Added detailed latency logging to UserBotLatencyLogObserver, capturing average response time between user stop and bot start, as well as minimum and maximum response latency.
Added Chinese, Japanese, Korean word timestamp support to CartesiaTTSService.
Added region parameter to GladiaSTTService. Accepted values: eu-west (default), us-west.

Changed

System frames are now queued. Before, system frames could be generated from any task and would not guarantee any order which was causing undesired behavior. Also, it was possible to get into some rare recursion issues because of the way system frames were executed (they were executed in-place, meaning calling push_frame() would finish after the system frame traversed all the pipeline). This makes system frames more deterministic.
Changed the default model for both ElevenLabsTTSService and ElevenLabsHttpTTSService to eleven_turbo_v2_5. The rationale for this change is that the Turbo v2.5 model exhibits the most stable voice quality along with very low latency TTFB; latencies are on par with the Flash v2.5 model. Also, the Turbo v2.5 model outputs word/timestamp alignment data with correct spacing.
The development runners /connect and /start endpoint now both return dailyRoom and dailyToken in place of the previous room_url and token.
Updated the pipecat.runner.daily utility to only a take DAILY_API_URL and DAILY_SAMPLE_ROOM_URL environment variables instead of argparsing -u and -k, respectively.
Updated daily-python to 0.19.6.
Changed TavusVideoService to send audio or video frames only after the transport is ready, preventing warning messages at startup.
The development runner now strips any provided protocol (e.g. https://) from the proxy address and issues a warning. It also strips trailing /.

Deprecated

In the pipecat.runner.daily, the configure_with_args() function is deprecated. Use the configure() function instead.
The development runner's /connect endpoint is deprecated and will be removed in a future version. Use the /start endpoint in its place. In the meantime, both endpoints work and deliver equivalent functionality.

Fixed

Fixed a DailyTransport issue that would result in an unhandled concurrent.futures.CancelledError when a future is cancelled.
Fixed a RivaSTTService issue that would result in an unhandled concurrent.futures.CancelledError when a future is cancelled when reading from the audio chunks from the incoming audio stream.
Fixed an issue in the BaseOutputTransport, mainly reproducible with FastAPIWebsocketOutputTransport when the audio mixer was enabled, where the loop could consume 100% CPU by continuously returning without delay, preventing other asyncio tasks (such as cancellation or shutdown signals) from being processed.
Fixed an issue where BotStartedSpeakingFrame and BotStoppedSpeakingFrame were not emitted when using TavusVideoService or HeyGenVideoService.
Fixed an issue in LiveKitTransport where empty AudioRawFrames were pushed down the pipeline.
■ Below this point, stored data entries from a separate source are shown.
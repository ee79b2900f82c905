//! Bounded per-user list of recently opened files.

use std::sync::Arc;

use async_trait::async_trait;
use bson::oid::ObjectId;
use dashmap::DashMap;
use drivegate_db::models::RecentFile;
use thiserror::Error;
use tokio::sync::Mutex;
use tracing::debug;

use crate::dao::base::{DaoError, DaoResult};

#[async_trait]
pub trait RecentFileStore: Send + Sync {
    async fn find(&self, user_id: ObjectId, file_id: &str) -> DaoResult<Option<RecentFile>>;
    async fn count(&self, user_id: ObjectId) -> DaoResult<u64>;
    /// First entry of the user in insertion order.
    async fn oldest(&self, user_id: ObjectId) -> DaoResult<Option<RecentFile>>;
    async fn delete(&self, entry_id: ObjectId) -> DaoResult<bool>;
    async fn insert(&self, user_id: ObjectId, file_id: &str) -> DaoResult<RecentFile>;
    /// All entries of the user in insertion order.
    async fn list(&self, user_id: ObjectId) -> DaoResult<Vec<RecentFile>>;
}

#[derive(Debug, Error)]
pub enum RecentError {
    #[error("recent files storage error: {0}")]
    Storage(#[from] DaoError),
}

pub struct RecentFileRing {
    store: Arc<dyn RecentFileStore>,
    capacity: usize,
    locks: DashMap<ObjectId, Arc<Mutex<()>>>,
}

impl RecentFileRing {
    pub fn new(store: Arc<dyn RecentFileStore>, capacity: usize) -> Self {
        Self {
            store,
            capacity: capacity.max(1),
            locks: DashMap::new(),
        }
    }

    /// Records `file_id` as the user's most recent file.
    ///
    /// An existing entry for the file is removed and re-created; otherwise the
    /// oldest entries are evicted until there is room. The sequence runs under
    /// a per-user lock.
    pub async fn touch(&self, user_id: ObjectId, file_id: &str) -> Result<RecentFile, RecentError> {
        let lock = self.locks.entry(user_id).or_default().clone();
        let result = {
            let _guard = lock.lock().await;
            self.touch_locked(user_id, file_id).await
        };
        drop(lock);
        self.locks
            .remove_if(&user_id, |_, lock| Arc::strong_count(lock) == 1);
        result
    }

    async fn touch_locked(&self, user_id: ObjectId, file_id: &str) -> Result<RecentFile, RecentError> {
        match self.store.find(user_id, file_id).await? {
            Some(existing) => {
                if let Some(id) = existing.id {
                    self.store.delete(id).await?;
                }
            }
            None => {
                while self.store.count(user_id).await? >= self.capacity as u64 {
                    let Some(oldest) = self.store.oldest(user_id).await? else {
                        break;
                    };
                    let Some(id) = oldest.id else {
                        break;
                    };
                    self.store.delete(id).await?;
                    debug!(%user_id, file_id = %oldest.file_id, "Evicted oldest recent file");
                }
            }
        }

        Ok(self.store.insert(user_id, file_id).await?)
    }

    /// Entries newest first.
    pub async fn list(&self, user_id: ObjectId) -> Result<Vec<RecentFile>, RecentError> {
        let mut entries = self.store.list(user_id).await?;
        entries.reverse();
        Ok(entries)
    }
}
This resulted in warnings by the STT processor.
Fixed PiperTTSService to send text as a JSON object in the request body,
resolving compatibility with Piper's HTTP API.
Fixed an issue with the TavusVideoService where an error was thrown due to missing transcription callbacks.
Fixed an issue in SpeechmaticsSTTService where the user_id was set to None when diarization is not enabled.

Performance

Fixed an issue in TaskObserver (a proxy to all observers) that was degrading global performance.

Other

Added 07aa-interruptible-soniox.py, 07ab-interruptible-inworld-http.py, 07ac-interruptible-asyncai.py and 07ac-interruptible-asyncai-http.py release evals.